China getting fatter

Australian Medical Association/AusMed

One in five Chinese children is fat.

A new study has shown that while in 1995, only one in twenty Chinese children was overweight or obese, that number has jumped to one in five today.

The research authors expressed their surprise and concern at such a significant increase.

“This suggests a pressing need for policy responses that may include taxation of food and beverage with added sugars and fats, subsidies to promote dietary diversity, and strategies to promote physical activity and health education,” said the study’s co-author Jun Ma from Peking University professor.

The nation’s booming economy appears to be partly to blame.

According to a CNN report of the study, the research found that while China’s rapid economic growth over the past two decades had aided a reduction in childhood growth stunting, the country has also seen a four-fold rise in the number of overweight and obese children.

China’s economy has boomed in recent years and is now the world’s second-largest. The authors said their study was the first to evaluate the effect of economic growth on malnutrition in all its forms, and previous studies have focused solely on under nutrition.

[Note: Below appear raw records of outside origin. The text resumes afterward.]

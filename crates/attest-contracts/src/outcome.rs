//! Verification outcome records.
//!
//! The verifier's entry points return `VerifyResult<bool>`. Callers that
//! want a value they can store in a report or print as JSON convert it into
//! a `VerificationOutcome`.

use serde::Serialize;

use crate::error::VerificationError;

/// The result of one verification call.
///
/// `passed` is true only when `error` is `None`. Produced fresh per call and
/// never persisted by this workspace.
#[derive(Debug, Clone, PartialEq, Eq, Serialize)]
pub struct VerificationOutcome {
    pub passed: bool,
    #[serde(skip_serializing_if = "Option::is_none")]
    pub error: Option<VerificationError>,
}

impl VerificationOutcome {
    pub fn passed() -> Self {
        Self {
            passed: true,
            error: None,
        }
    }

    pub fn failed(error: VerificationError) -> Self {
        Self {
            passed: false,
            error: Some(error),
        }
    }
}

impl From<Result<bool, VerificationError>> for VerificationOutcome {
    fn from(result: Result<bool, VerificationError>) -> Self {
        match result {
            Ok(true) => Self::passed(),
            // The entry points never return Ok(false); keep it as a failure
            // without a classified error rather than reporting success.
            Ok(false) => Self {
                passed: false,
                error: None,
            },
            Err(e) => Self::failed(e),
        }
    }
}
//! Terminal states reported by an execution engine.

use std::fmt;

use serde::{Deserialize, Serialize};

/// The state an `ExecutionEngine` reports after `execute()` returns.
///
/// Only `Halted` counts as a successful run. Anything else is reported by the
/// verifier as `VerificationError::ExecutionFault`.
#[derive(Debug, Clone, Copy, PartialEq, Eq, Hash, Serialize, Deserialize)]
#[serde(rename_all = "snake_case")]
pub enum VmState {
    /// Not started, or stopped before reaching a terminal state.
    Running,
    /// Ran to completion.
    Halted,
    /// Hit an invalid instruction, a stack error, or a resource limit.
    Faulted,
    /// Stopped by the engine's host without completing.
    Aborted,
}

impl VmState {
    pub fn is_halted(self) -> bool {
        matches!(self, VmState::Halted)
    }
}

impl fmt::Display for VmState {
    fn fmt(&self, f: &mut fmt::Formatter<'_>) -> fmt::Result {
        let name = match self {
            VmState::Running => "running",
            VmState::Halted => "halted",
            VmState::Faulted => "faulted",
            VmState::Aborted => "aborted",
        };
        f.write_str(name)
    }
}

Increasing incomes have allowed households to spend more on food, and urbanisation has made it much easier for families to access better health care and education, the CNN report said.

But, at the same time, it is much easier for Chinese kids to eat junk food, and kids are less physically active than they used to be.

The study was published in the Lancet Diabetes & Endochrinology, and used data from one million Chinese children aged between seven and eighteen.